PROBLEM TO WORK ON - Every entry must appear in the output exactly as it does here.

SUPPLIED ENTRIES -
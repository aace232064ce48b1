//! Turning media references into URLs a server can fetch.
//!
//! Remote locators pass through. Local files are read here, at generation
//! time, and inlined as `data:` URLs.

use base64::engine::general_purpose::STANDARD;
use base64::Engine;
use std::path::Path;
use tracing::debug;

use crate::backend::BackendError;
use crate::core::message::{MediaKind, MediaReference, MediaSource};

pub async fn media_url(reference: &MediaReference) -> Result<String, BackendError> {
    match reference.source() {
        MediaSource::RemoteUrl(url) => Ok(url.clone()),
        MediaSource::LocalPath(path) => {
            debug!(path = %path, kind = reference.kind().tag(), "inlining local media");
            let bytes = tokio::fs::read(path)
                .await
                .map_err(|source| BackendError::Media {
                    locator: path.clone(),
                    source,
                })?;
            Ok(data_url(
                mime_type(Path::new(path), reference.kind()),
                &bytes,
            ))
        }
    }
}

pub fn data_url(mime: &str, bytes: &[u8]) -> String {
    format!("data:{mime};base64,{}", STANDARD.encode(bytes))
}

pub fn mime_type(path: &Path, kind: MediaKind) -> &'static str {
    let extension = path
        .extension()
        .and_then(|ext| ext.to_str())
        .map(|ext| ext.to_ascii_lowercase());

    match (kind, extension.as_deref()) {
        (MediaKind::Image, Some("jpg" | "jpeg")) => "image/jpeg",
        (MediaKind::Image, Some("png")) => "image/png",
        (MediaKind::Image, Some("gif")) => "image/gif",
        (MediaKind::Image, Some("bmp")) => "image/bmp",
        (MediaKind::Image, Some("webp")) => "image/webp",
        (MediaKind::Video, Some("mp4")) => "video/mp4",
        (MediaKind::Video, Some("avi")) => "video/x-msvideo",
        (MediaKind::Video, Some("mov")) => "video/quicktime",
        (MediaKind::Video, Some("mkv")) => "video/x-matroska",
        (MediaKind::Video, Some("webm")) => "video/webm",
        _ => "application/octet-stream",
    }
}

OUTPUT OF THE EXERCISE -
repository aace232064ce48b1
//! Turning media references into URLs a server can fetch.
//!
//! Remote locators pass through. Local files are read here, at generation
//! time, and inlined as `data:` URLs.

use base64::engine::general_purpose::STANDARD;
use base64::Engine;
use std::path::Path;
use tracing::debug;

use crate::backend::BackendError;
use crate::core::message::{MediaKind, MediaReference, MediaSource};

pub async fn media_url(reference: &MediaReference) -> Result<String, BackendError> {
    match reference.source() {
        MediaSource::RemoteUrl(url) => Ok(url.clone()),
        MediaSource::LocalPath(path) => {
            debug!(path = %path, kind = reference.kind().tag(), "inlining local media");
            let bytes = tokio::fs::read(path)
                .await
                .map_err(|source| BackendError::Media {
                    locator: path.clone(),
                    source,
                })?;
            Ok(data_url(
                mime_type(Path::new(path), reference.kind()),
                &bytes,
            ))
        }
    }
}

pub fn data_url(mime: &str, bytes: &[u8]) -> String {
    format!("data:{mime};base64,{}", STANDARD.encode(bytes))
}

pub fn mime_type(path: &Path, kind: MediaKind) -> &'static str {
    let extension = path
        .extension()
        .and_then(|ext| ext.to_str())
        .map(|ext| ext.to_ascii_lowercase());

    match (kind, extension.as_deref()) {
        (MediaKind::Image, Some("jpg" | "jpeg")) => "image/jpeg",
        (MediaKind::Image, Some("png")) => "image/png",
        (MediaKind::Image, Some("gif")) => "image/gif",
        (MediaKind::Image, Some("bmp")) => "image/bmp",
        (MediaKind::Image, Some("webp")) => "image/webp",
        (MediaKind::Video, Some("mp4")) => "video/mp4",
        (MediaKind::Video, Some("avi")) => "video/x-msvideo",
        (MediaKind::Video, Some("mov")) => "video/quicktime",
        (MediaKind::Video, Some("mkv")) => "video/x-matroska",
        (MediaKind::Video, Some("webm")) => "video/webm",
        _ => "application/octet-stream",
    }
}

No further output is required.